- [What needs to be done] Each entry is to be retyped exactly as it stands.

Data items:
>>>>>
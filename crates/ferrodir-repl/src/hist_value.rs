//! The persisted historical attribute grammar.
//!
//! Each entry carries its replication history as a multi-valued operational
//! attribute, one value per history record:
//!
//! ```text
//! description:00000108b3a655410000000100000001:add:added_value
//! description:00000108b3a6cbb80000000100000001:del:deleted_value
//! description;lang-fr:00000108b3a6cbb80000000200000001:repl:new_value
//! description:00000108b3a6cbb80000000300000001:attrDel
//! dn:00000108b3a655410000000100000001:add
//! dn:00000108b3a655410000000100000001:moddn
//! ```
//!
//! The sentinel attribute name `dn` records entry creation and rename dates
//! instead of attribute history. This textual grammar is load-bearing:
//! other replicas and the crash-recovery scan parse it.

use std::fmt;

use ferrodir_types::{AttrDescription, AttrValue, Attribute, ChangeNumber, ModType, Modification};

use crate::error::ReplError;

/// The kind token of one history record.
#[derive(Debug, Clone, Copy, PartialEq, Eq, Hash)]
pub enum HistAttrModificationKey {
    /// A value was added.
    Add,
    /// A value was deleted.
    Del,
    /// The attribute was replaced with a value.
    Repl,
    /// The whole attribute was deleted.
    AttrDel,
}

impl HistAttrModificationKey {
    /// The token used in the persisted grammar.
    pub fn label(&self) -> &'static str {
        match self {
            HistAttrModificationKey::Add => "add",
            HistAttrModificationKey::Del => "del",
            HistAttrModificationKey::Repl => "repl",
            HistAttrModificationKey::AttrDel => "attrDel",
        }
    }

    /// Decodes a token, returning `None` for an unknown kind.
    pub fn from_label(label: &str) -> Option<Self> {
        match label {
            "add" => Some(HistAttrModificationKey::Add),
            "del" => Some(HistAttrModificationKey::Del),
            "repl" => Some(HistAttrModificationKey::Repl),
            "attrDel" => Some(HistAttrModificationKey::AttrDel),
            _ => None,
        }
    }
}

impl fmt::Display for HistAttrModificationKey {
    fn fmt(&self, f: &mut fmt::Formatter<'_>) -> fmt::Result {
        write!(f, "{}", self.label())
    }
}

/// What one history record describes.
#[derive(Debug, Clone, PartialEq, Eq)]
pub enum HistRecord {
    /// History of one attribute modification.
    AttrMod {
        /// The attribute (with options) the record is about.
        desc: AttrDescription,
        /// What happened to it.
        key: HistAttrModificationKey,
        /// The value concerned; absent for whole-attribute deletes.
        value: Option<AttrValue>,
    },
    /// The entry was created (sentinel `dn:<cn>:add`).
    EntryAdded,
    /// The entry was renamed (sentinel `dn:<cn>:moddn`).
    EntryRenamed,
}

/// One parsed value of the historical attribute.
#[derive(Debug, Clone, PartialEq, Eq)]
pub struct HistoricalAttributeValue {
    /// When the recorded change happened.
    pub cn: ChangeNumber,
    /// What the record describes.
    pub record: HistRecord,
}

impl HistoricalAttributeValue {
    /// Parses one persisted history value.
    pub fn parse(s: &str) -> Result<Self, ReplError> {
        let err = |reason: &str| ReplError::HistoryParse {
            value: s.to_string(),
            reason: reason.to_string(),
        };
        let tokens: Vec<&str> = s.splitn(4, ':').collect();
        if tokens.len() < 3 {
            return Err(err("expected at least attr:cn:kind"));
        }
        let cn: ChangeNumber = tokens[1].parse().map_err(|_| err("bad change number"))?;

        if tokens[0] == "dn" {
            return match tokens[2] {
                "add" => Ok(Self {
                    cn,
                    record: HistRecord::EntryAdded,
                }),
                "moddn" => Ok(Self {
                    cn,
                    record: HistRecord::EntryRenamed,
                }),
                _ => Err(err("bad dn record kind")),
            };
        }

        let desc = AttrDescription::parse(tokens[0]);
        let key = HistAttrModificationKey::from_label(tokens[2]).ok_or_else(|| {
            err("unknown modification kind")
        })?;
        let value = if key == HistAttrModificationKey::AttrDel {
            None
        } else {
            tokens.get(3).map(|v| AttrValue::from(*v))
        };
        Ok(Self {
            cn,
            record: HistRecord::AttrMod { desc, key, value },
        })
    }

    /// Encodes back to the persisted form.
    pub fn encode(&self) -> String {
        match &self.record {
            HistRecord::EntryAdded => format!("dn:{}:add", self.cn),
            HistRecord::EntryRenamed => format!("dn:{}:moddn", self.cn),
            HistRecord::AttrMod { desc, key, value } => match value {
                Some(value) => format!("{desc}:{}:{}:{value}", self.cn, key.label()),
                None => format!("{desc}:{}:{}", self.cn, key.label()),
            },
        }
    }

    /// Generates the modification equivalent to this record, used when
    /// re-materializing updates from history. Entry-level records produce
    /// no modification.
    pub fn generate_mod(&self) -> Option<Modification> {
        let HistRecord::AttrMod { desc, key, value } = &self.record else {
            return None;
        };
        let values = value.iter().cloned().collect();
        let attr = Attribute::new(desc.clone(), values);
        let kind = match key {
            HistAttrModificationKey::Add => ModType::Add,
            HistAttrModificationKey::Del => ModType::Delete,
            HistAttrModificationKey::Repl => ModType::Replace,
            HistAttrModificationKey::AttrDel => ModType::Delete,
        };
        Some(Modification::new(kind, attr))
    }
}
<<<<<
- [Output of the task]
filename crates/ferrodir-repl/src/hist_value.rs
//! The persisted historical attribute grammar.
//!
//! Each entry carries its replication history as a multi-valued operational
//! attribute, one value per history record:
//!
//! ```text
//! description:00000108b3a655410000000100000001:add:added_value
//! description:00000108b3a6cbb80000000100000001:del:deleted_value
//! description;lang-fr:00000108b3a6cbb80000000200000001:repl:new_value
//! description:00000108b3a6cbb80000000300000001:attrDel
//! dn:00000108b3a655410000000100000001:add
//! dn:00000108b3a655410000000100000001:moddn
//! ```
//!
//! The sentinel attribute name `dn` records entry creation and rename dates
//! instead of attribute history. This textual grammar is load-bearing:
//! other replicas and the crash-recovery scan parse it.

use std::fmt;

use ferrodir_types::{AttrDescription, AttrValue, Attribute, ChangeNumber, ModType, Modification};

use crate::error::ReplError;

/// The kind token of one history record.
#[derive(Debug, Clone, Copy, PartialEq, Eq, Hash)]
pub enum HistAttrModificationKey {
    /// A value was added.
    Add,
    /// A value was deleted.
    Del,
    /// The attribute was replaced with a value.
    Repl,
    /// The whole attribute was deleted.
    AttrDel,
}

impl HistAttrModificationKey {
    /// The token used in the persisted grammar.
    pub fn label(&self) -> &'static str {
        match self {
            HistAttrModificationKey::Add => "add",
            HistAttrModificationKey::Del => "del",
            HistAttrModificationKey::Repl => "repl",
            HistAttrModificationKey::AttrDel => "attrDel",
        }
    }

    /// Decodes a token, returning `None` for an unknown kind.
    pub fn from_label(label: &str) -> Option<Self> {
        match label {
            "add" => Some(HistAttrModificationKey::Add),
            "del" => Some(HistAttrModificationKey::Del),
            "repl" => Some(HistAttrModificationKey::Repl),
            "attrDel" => Some(HistAttrModificationKey::AttrDel),
            _ => None,
        }
    }
}

impl fmt::Display for HistAttrModificationKey {
    fn fmt(&self, f: &mut fmt::Formatter<'_>) -> fmt::Result {
        write!(f, "{}", self.label())
    }
}

/// What one history record describes.
#[derive(Debug, Clone, PartialEq, Eq)]
pub enum HistRecord {
    /// History of one attribute modification.
    AttrMod {
        /// The attribute (with options) the record is about.
        desc: AttrDescription,
        /// What happened to it.
        key: HistAttrModificationKey,
        /// The value concerned; absent for whole-attribute deletes.
        value: Option<AttrValue>,
    },
    /// The entry was created (sentinel `dn:<cn>:add`).
    EntryAdded,
    /// The entry was renamed (sentinel `dn:<cn>:moddn`).
    EntryRenamed,
}

/// One parsed value of the historical attribute.
#[derive(Debug, Clone, PartialEq, Eq)]
pub struct HistoricalAttributeValue {
    /// When the recorded change happened.
    pub cn: ChangeNumber,
    /// What the record describes.
    pub record: HistRecord,
}

impl HistoricalAttributeValue {
    /// Parses one persisted history value.
    pub fn parse(s: &str) -> Result<Self, ReplError> {
        let err = |reason: &str| ReplError::HistoryParse {
            value: s.to_string(),
            reason: reason.to_string(),
        };
        let tokens: Vec<&str> = s.splitn(4, ':').collect();
        if tokens.len() < 3 {
            return Err(err("expected at least attr:cn:kind"));
        }
        let cn: ChangeNumber = tokens[1].parse().map_err(|_| err("bad change number"))?;

        if tokens[0] == "dn" {
            return match tokens[2] {
                "add" => Ok(Self {
                    cn,
                    record: HistRecord::EntryAdded,
                }),
                "moddn" => Ok(Self {
                    cn,
                    record: HistRecord::EntryRenamed,
                }),
                _ => Err(err("bad dn record kind")),
            };
        }

        let desc = AttrDescription::parse(tokens[0]);
        let key = HistAttrModificationKey::from_label(tokens[2]).ok_or_else(|| {
            err("unknown modification kind")
        })?;
        let value = if key == HistAttrModificationKey::AttrDel {
            None
        } else {
            tokens.get(3).map(|v| AttrValue::from(*v))
        };
        Ok(Self {
            cn,
            record: HistRecord::AttrMod { desc, key, value },
        })
    }

    /// Encodes back to the persisted form.
    pub fn encode(&self) -> String {
        match &self.record {
            HistRecord::EntryAdded => format!("dn:{}:add", self.cn),
            HistRecord::EntryRenamed => format!("dn:{}:moddn", self.cn),
            HistRecord::AttrMod { desc, key, value } => match value {
                Some(value) => format!("{desc}:{}:{}:{value}", self.cn, key.label()),
                None => format!("{desc}:{}:{}", self.cn, key.label()),
            },
        }
    }

    /// Generates the modification equivalent to this record, used when
    /// re-materializing updates from history. Entry-level records produce
    /// no modification.
    pub fn generate_mod(&self) -> Option<Modification> {
        let HistRecord::AttrMod { desc, key, value } = &self.record else {
            return None;
        };
        let values = value.iter().cloned().collect();
        let attr = Attribute::new(desc.clone(), values);
        let kind = match key {
            HistAttrModificationKey::Add => ModType::Add,
            HistAttrModificationKey::Del => ModType::Delete,
            HistAttrModificationKey::Repl => ModType::Replace,
            HistAttrModificationKey::AttrDel => ModType::Delete,
        };
        Some(Modification::new(kind, attr))
    }
}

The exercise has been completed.